── Data to examine

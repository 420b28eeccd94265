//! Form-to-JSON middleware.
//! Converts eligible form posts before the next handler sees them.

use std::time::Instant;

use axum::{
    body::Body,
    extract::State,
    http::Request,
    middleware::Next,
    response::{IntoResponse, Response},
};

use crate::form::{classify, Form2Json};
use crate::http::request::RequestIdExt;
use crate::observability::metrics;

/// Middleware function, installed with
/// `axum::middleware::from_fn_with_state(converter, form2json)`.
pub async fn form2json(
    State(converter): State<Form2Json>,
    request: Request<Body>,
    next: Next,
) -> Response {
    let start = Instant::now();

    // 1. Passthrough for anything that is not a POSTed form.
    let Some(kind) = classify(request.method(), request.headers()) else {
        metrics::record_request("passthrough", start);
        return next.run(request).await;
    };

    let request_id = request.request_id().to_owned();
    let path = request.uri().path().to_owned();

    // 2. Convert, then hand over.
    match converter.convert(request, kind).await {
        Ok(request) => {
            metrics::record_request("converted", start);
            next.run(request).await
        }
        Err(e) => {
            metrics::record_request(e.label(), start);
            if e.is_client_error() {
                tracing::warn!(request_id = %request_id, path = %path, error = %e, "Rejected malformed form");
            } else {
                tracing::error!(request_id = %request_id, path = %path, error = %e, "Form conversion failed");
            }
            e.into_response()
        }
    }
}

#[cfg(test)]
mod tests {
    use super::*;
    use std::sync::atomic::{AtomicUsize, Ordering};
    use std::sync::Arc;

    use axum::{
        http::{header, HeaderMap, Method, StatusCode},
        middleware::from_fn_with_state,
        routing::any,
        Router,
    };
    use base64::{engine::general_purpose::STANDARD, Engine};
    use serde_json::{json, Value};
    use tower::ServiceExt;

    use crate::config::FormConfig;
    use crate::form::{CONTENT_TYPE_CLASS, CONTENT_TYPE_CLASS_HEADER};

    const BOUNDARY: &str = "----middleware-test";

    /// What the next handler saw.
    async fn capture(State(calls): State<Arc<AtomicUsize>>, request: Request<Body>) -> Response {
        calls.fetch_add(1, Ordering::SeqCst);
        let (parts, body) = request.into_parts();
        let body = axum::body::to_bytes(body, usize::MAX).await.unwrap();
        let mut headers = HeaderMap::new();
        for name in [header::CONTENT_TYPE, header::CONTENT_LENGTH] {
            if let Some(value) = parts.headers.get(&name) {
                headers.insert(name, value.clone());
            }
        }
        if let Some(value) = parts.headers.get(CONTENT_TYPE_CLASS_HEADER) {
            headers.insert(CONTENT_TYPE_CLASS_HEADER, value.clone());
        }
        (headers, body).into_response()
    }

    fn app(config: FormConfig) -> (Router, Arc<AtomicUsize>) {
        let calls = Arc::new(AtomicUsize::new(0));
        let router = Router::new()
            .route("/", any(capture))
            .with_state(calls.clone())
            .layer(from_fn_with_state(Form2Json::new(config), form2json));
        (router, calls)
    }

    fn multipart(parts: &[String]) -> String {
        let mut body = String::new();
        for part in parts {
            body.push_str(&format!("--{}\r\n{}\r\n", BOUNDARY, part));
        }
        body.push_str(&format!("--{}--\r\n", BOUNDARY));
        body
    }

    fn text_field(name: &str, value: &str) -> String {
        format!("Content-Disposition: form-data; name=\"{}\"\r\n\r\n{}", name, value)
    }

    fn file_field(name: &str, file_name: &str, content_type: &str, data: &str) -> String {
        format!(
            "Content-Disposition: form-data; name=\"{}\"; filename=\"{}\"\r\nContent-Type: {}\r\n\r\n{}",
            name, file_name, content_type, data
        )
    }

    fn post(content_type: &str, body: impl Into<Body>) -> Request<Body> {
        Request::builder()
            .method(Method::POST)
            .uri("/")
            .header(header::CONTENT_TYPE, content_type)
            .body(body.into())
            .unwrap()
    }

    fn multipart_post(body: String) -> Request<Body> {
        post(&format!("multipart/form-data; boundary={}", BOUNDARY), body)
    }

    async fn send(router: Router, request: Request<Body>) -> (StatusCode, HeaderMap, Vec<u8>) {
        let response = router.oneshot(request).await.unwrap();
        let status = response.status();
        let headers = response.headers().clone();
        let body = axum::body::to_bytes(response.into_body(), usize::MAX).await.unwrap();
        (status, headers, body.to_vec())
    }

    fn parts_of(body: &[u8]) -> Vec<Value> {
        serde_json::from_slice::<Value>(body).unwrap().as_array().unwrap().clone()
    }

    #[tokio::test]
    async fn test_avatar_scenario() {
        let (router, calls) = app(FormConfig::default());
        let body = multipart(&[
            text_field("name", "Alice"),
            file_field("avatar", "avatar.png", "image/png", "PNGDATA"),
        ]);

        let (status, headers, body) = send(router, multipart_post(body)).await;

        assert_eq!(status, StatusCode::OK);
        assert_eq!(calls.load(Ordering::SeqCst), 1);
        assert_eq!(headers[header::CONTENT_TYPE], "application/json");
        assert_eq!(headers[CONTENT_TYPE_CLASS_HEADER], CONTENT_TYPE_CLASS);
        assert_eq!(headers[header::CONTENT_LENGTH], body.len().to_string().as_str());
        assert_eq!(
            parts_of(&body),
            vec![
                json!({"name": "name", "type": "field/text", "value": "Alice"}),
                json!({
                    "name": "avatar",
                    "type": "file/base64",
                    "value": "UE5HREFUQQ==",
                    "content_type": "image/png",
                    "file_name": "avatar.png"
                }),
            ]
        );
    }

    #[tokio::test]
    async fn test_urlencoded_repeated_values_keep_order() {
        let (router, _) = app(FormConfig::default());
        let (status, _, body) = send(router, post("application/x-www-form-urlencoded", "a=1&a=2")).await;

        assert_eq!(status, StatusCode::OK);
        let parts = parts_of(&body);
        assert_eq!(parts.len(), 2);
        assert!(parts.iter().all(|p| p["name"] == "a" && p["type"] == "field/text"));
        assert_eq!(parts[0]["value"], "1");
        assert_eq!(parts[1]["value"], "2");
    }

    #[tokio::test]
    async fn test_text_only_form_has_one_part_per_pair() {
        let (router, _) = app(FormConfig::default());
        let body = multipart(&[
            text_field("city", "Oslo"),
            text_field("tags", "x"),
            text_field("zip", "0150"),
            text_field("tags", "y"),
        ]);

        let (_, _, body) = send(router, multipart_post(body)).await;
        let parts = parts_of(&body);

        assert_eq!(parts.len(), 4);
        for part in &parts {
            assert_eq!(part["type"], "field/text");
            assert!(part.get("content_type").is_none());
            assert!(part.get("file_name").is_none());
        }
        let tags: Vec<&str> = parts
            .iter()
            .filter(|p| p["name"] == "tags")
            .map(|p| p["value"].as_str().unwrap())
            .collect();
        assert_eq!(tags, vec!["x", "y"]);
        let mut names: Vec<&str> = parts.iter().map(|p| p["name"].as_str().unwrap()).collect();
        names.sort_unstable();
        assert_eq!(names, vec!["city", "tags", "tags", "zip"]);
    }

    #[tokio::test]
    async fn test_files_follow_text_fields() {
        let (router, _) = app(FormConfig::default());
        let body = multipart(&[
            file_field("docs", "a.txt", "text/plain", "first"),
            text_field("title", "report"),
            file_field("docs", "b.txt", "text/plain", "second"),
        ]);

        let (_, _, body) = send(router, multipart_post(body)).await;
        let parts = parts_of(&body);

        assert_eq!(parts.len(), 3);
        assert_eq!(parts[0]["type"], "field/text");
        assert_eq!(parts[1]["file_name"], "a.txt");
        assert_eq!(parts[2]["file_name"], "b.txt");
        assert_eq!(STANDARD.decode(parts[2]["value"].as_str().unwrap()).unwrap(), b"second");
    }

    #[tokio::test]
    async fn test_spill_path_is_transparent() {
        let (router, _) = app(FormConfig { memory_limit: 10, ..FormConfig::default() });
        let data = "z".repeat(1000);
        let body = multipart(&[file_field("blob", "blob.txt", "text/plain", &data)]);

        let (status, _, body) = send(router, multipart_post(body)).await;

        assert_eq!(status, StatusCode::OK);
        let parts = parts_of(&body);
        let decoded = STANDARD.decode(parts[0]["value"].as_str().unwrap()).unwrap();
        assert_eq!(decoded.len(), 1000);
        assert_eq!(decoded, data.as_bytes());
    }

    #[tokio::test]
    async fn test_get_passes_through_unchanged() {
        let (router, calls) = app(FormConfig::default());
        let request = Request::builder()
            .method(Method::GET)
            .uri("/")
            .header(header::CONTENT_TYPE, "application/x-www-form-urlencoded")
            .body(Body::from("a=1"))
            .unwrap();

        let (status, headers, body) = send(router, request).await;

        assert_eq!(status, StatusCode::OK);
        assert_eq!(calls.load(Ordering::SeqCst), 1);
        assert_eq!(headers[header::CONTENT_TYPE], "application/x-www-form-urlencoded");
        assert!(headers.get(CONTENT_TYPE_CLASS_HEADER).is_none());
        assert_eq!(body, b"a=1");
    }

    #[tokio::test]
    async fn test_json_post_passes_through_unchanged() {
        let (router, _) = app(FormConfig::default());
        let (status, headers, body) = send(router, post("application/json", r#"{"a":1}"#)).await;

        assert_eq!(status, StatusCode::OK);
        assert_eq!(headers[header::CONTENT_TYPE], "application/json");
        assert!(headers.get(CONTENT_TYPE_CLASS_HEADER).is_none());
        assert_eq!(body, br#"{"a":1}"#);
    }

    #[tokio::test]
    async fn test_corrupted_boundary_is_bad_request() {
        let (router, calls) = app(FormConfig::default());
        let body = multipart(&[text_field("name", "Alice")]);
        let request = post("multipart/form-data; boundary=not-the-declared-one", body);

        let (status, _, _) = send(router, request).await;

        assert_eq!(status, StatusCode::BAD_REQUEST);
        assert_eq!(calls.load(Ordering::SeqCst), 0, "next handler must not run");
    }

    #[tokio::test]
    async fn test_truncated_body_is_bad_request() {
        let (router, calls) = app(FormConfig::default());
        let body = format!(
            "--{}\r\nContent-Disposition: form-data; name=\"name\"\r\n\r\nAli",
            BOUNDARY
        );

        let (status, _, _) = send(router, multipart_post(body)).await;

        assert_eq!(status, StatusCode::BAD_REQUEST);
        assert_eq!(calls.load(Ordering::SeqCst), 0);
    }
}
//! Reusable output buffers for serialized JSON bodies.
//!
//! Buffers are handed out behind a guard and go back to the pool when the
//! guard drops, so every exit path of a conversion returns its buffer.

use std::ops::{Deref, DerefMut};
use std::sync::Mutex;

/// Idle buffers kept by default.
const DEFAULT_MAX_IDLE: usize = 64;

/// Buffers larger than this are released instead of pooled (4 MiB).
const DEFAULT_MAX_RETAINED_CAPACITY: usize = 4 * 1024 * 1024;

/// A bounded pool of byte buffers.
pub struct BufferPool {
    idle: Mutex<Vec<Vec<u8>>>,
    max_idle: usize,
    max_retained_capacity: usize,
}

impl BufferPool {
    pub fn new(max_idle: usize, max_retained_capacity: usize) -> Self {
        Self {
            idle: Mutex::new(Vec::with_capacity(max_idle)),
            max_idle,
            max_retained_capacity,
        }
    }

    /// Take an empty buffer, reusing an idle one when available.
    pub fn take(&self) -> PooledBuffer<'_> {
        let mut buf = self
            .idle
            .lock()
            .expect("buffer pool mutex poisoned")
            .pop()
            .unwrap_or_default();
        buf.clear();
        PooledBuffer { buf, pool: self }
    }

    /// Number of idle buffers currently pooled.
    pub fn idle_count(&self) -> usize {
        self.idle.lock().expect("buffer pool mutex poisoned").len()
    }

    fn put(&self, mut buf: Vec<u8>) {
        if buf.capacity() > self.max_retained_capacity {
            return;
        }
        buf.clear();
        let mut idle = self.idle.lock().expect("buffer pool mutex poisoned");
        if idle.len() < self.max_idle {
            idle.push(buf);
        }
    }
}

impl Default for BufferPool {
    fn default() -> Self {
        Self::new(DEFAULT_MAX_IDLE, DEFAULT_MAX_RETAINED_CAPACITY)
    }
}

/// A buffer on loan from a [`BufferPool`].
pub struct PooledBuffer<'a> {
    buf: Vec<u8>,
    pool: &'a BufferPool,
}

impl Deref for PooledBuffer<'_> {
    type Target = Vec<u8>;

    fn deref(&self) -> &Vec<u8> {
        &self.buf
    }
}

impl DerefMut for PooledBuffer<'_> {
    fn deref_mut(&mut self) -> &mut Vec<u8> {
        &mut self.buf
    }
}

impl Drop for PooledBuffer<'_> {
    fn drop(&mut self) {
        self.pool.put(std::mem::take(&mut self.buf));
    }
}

────
── Data to examine

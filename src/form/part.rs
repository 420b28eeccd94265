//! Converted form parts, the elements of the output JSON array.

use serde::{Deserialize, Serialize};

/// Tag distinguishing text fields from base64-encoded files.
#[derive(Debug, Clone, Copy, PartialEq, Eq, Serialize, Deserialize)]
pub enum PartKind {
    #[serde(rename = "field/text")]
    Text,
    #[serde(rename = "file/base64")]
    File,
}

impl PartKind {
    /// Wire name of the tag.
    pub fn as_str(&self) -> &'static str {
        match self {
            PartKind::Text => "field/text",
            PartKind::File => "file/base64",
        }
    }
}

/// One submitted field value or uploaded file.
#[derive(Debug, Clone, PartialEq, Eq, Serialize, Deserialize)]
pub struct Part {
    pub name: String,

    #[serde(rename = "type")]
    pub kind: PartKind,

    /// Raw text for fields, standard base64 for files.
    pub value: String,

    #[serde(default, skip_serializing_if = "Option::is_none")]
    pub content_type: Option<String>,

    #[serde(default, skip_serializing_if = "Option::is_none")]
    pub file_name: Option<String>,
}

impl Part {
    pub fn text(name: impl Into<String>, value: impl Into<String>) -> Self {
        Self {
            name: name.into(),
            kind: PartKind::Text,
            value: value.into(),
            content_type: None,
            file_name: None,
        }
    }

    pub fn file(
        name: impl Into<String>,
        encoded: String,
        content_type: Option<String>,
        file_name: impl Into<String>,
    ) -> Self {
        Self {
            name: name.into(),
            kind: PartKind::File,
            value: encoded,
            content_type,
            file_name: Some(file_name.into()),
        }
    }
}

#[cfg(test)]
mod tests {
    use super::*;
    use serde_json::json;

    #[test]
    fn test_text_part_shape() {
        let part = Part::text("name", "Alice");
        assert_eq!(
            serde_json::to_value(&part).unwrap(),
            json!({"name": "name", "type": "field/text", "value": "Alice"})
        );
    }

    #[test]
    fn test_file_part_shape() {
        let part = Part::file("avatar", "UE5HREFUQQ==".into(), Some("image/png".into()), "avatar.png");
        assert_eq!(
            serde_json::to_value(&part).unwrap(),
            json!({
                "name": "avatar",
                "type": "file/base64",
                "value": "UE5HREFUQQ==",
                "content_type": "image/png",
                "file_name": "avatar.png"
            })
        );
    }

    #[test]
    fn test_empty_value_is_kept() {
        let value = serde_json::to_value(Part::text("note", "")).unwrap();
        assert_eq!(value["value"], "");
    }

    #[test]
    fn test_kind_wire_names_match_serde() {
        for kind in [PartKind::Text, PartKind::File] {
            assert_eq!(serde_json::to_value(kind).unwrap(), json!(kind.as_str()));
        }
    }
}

────

# Assignment
Pull out every line of the records that includes the string "SeqCst".

# Answer for the task
        calls.fetch_add(1, Ordering::SeqCst);
        assert_eq!(calls.load(Ordering::SeqCst), 1);
        assert_eq!(calls.load(Ordering::SeqCst), 1);
        assert_eq!(calls.load(Ordering::SeqCst), 0, "next handler must not run");
        assert_eq!(calls.load(Ordering::SeqCst), 0);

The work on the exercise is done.